A Declaration Of The Rights Of Magicians By H.G. Parry
This review I am going to do that thing I don’t normally do. I’m going to provide the summary, for both our sake. I need to ensure that I do A Declaration of the Rights of Magicians and its creator, H.G. Parry every due it deserves (including you having a solid summary of what it is about), and that you understand that I am taking every precaution to not spoil ANYTHING. The temptation to spoil so many things is so high that I feel like a fiend shaking with the need to unleash all the magnificent things. But I can’t. And I won’t.
I have, actually set a goal. I will NOT mention any specific events, reveals etc. past 100 pages. Those are all safe. Generalities that are not spoilery, of course, I will speak to because that’s how I have always review books. But I don’t deal in spoilers and will continue not to. So, in order to abide by these two principals. I will provide the summary.
Buddy Reads Co-Hosting With Becky @CrookBooks
I quit. I give and wave the white flag. Apparently, for whatever reason, Becky is not yet sick of me. I don’t have an explanation for it. We just keep finding books to read together. Forest of Souls is next with Witches Steeped In Gold and, I think Gilded Ones as buddy reads for next year?! Maybe I’m imagining that, but I don’t think so. At this point I figure she’s just co-hosting my site. So, there’s that. You know. Like a podcast. Co-hosting, with Becky. And so welcome to Becky co-hosting my read and review of A Declaration of the Rights of Magicians by H.G. Parry (her review is linked above). And it is a good thing to have a co-host because you know me…
A Declaration Of The Rights Of Magicians By H.G. Parry- Goodreads Summary:
A sweeping tale of revolution and wonder in a world not quite like our own, A Declaration of the Rights of Magicians is a genre-defying story of magic, war, and the struggle for freedom in the early modern world.
It is the Age of Enlightenment — of new and magical political movements, from the necromancer Robespierre calling for revolution in France to the weather mage Toussaint L’Ouverture leading the slaves of Haiti in their fight for freedom, to the bold new Prime Minister William Pitt weighing the legalization of magic amongst commoners in Britain and abolition throughout its colonies overseas. But amidst all of the upheaval of the early modern world, there is an unknown force inciting all of human civilization into violent conflict. And it will require the combined efforts of revolutionaries, magicians, and abolitionists to unmask this hidden enemy before the whole world falls to darkness and chaos.

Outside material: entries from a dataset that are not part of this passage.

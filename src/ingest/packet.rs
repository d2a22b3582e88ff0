// src/ingest/packet.rs
//! Minimal TNC2 decoder: `SRC[-SSID]>DEST[,PATH]:payload`.
//!
//! Only uncompressed lat/long positions (`!`, `=`, `/`, `@`) yield
//! coordinates. Every other payload still produces a `Report` for its source,
//! without a location, so routing can drop it like any position-less packet.

use once_cell::sync::OnceCell;
use regex::Regex;

use super::types::Report;

/// Decode one feed line. `None` for server comments and malformed headers.
pub fn parse_tnc2(line: &str) -> Option<Report> {
    let line = line.trim_end_matches(['\r', '\n']);
    if line.is_empty() || line.starts_with('#') {
        return None;
    }

    let (header, payload) = line.split_once(':')?;
    let (source, _path) = header.split_once('>')?;
    let (call, ssid) = split_source(source)?;

    let mut report = Report {
        call,
        ssid,
        ..Default::default()
    };

    if let Some(body) = position_body(payload) {
        if let Some((lat, lon, rest)) = parse_uncompressed(body) {
            report.latitude = Some(lat);
            report.longitude = Some(lon);
            let (radio, comment) = split_radio(rest);
            report.radio = radio;
            report.comment = comment;
        }
    }

    Some(report)
}

fn split_source(source: &str) -> Option<(String, Option<String>)> {
    let source = source.trim();
    if source.is_empty() {
        return None;
    }
    let (call, ssid) = match source.split_once('-') {
        Some((call, ssid)) => (call, Some(ssid.trim().to_ascii_uppercase())),
        None => (source, None),
    };
    let call = call.trim().to_ascii_uppercase();
    if call.is_empty() || !call.chars().all(|c| c.is_ascii_alphanumeric()) {
        return None;
    }
    Some((call, ssid.filter(|s| !s.is_empty())))
}

/// Payload slice right after the data type identifier (and timestamp, if any).
fn position_body(payload: &str) -> Option<&str> {
    match payload.chars().next()? {
        '!' | '=' => payload.get(1..),
        // 7-char timestamp: DDHHMMz / HHMMSSh / DDHHMM/
        '/' | '@' => payload.get(8..),
        _ => None,
    }
}

/// `DDMM.mmN` + table + `DDDMM.mmW` + symbol, then the comment.
fn parse_uncompressed(body: &str) -> Option<(f64, f64, &str)> {
    let lat_raw = body.get(0..8)?;
    let lon_raw = body.get(9..18)?;
    // symbol code must exist
    body.get(18..19)?;
    let rest = body.get(19..).unwrap_or_default();

    let lat = parse_coord(lat_raw, 2, 'N', 'S')?;
    let lon = parse_coord(lon_raw, 3, 'E', 'W')?;
    if !(-90.0..=90.0).contains(&lat) || !(-180.0..=180.0).contains(&lon) {
        return None;
    }
    Some((lat, lon, rest))
}

fn parse_coord(raw: &str, deg_len: usize, pos: char, neg: char) -> Option<f64> {
    // position ambiguity replaces trailing digits with spaces
    let raw = raw.replace(' ', "0");
    let hemi = raw.chars().last()?;
    let number = raw.get(..raw.len() - 1)?;
    let deg: f64 = number.get(..deg_len)?.parse().ok()?;
    let min: f64 = number.get(deg_len..)?.parse().ok()?;
    if !(0.0..60.0).contains(&min) {
        return None;
    }
    let value = deg + min / 60.0;
    match hemi.to_ascii_uppercase() {
        h if h == pos => Some(value),
        h if h == neg => Some(-value),
        _ => None,
    }
}

/// Split a leading `FFF.FFFMHz` frequency off the comment.
fn split_radio(rest: &str) -> (Option<String>, Option<String>) {
    static RE_FREQ: OnceCell<Regex> = OnceCell::new();
    let re = RE_FREQ.get_or_init(|| {
        Regex::new(r"(?i)^\s*(\d{3}\.\d{2,3})\s?MHz").expect("frequency regex")
    });

    let (radio, comment) = match re.captures(rest) {
        Some(caps) => {
            let whole = caps.get(0).map(|m| m.end()).unwrap_or(0);
            let freq = caps.get(1).map(|m| m.as_str()).unwrap_or_default();
            (Some(format!("{freq}MHz")), &rest[whole..])
        }
        None => (None, rest),
    };

    let comment = comment.trim();
    let comment = (!comment.is_empty()).then(|| comment.to_string());
    (radio, comment)
}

I hope this will serve to comfort you as you go forth that
- You have a solid grip as to what A Deceleration of the Rights of Magicians is about (although really that isn’t at all a fair warning)
- I am not giving away any major, specific spoilers, as always. This is my oath by this website. I don’t unless noted and warning given. And this is not one of those times.
DO NOT. LET ME REPEAT. DO NOT. DO NOT SLAM THIS BOOK DOWN OR TRY TO SLAM THIS BOOK DOWN IN A DAY. Most readers, I imagine will read that sentence and think, is this a thing? I speak, mostly to other reviewers out there, truly. This is not a book you can pick up and expect to just throw back in a day. It is dense, but definitely not in a bad way. Anyone who has been around my site long enough knows that I am diagnosed and medicated for ADD. I can’t deal with twenty pages to describe a tree. I can’t handle overly descriptive, lack of action type books (see 800-page Adult Fantasy books). A Declaration of the Rights of Magicians is NOT THAT BOOK.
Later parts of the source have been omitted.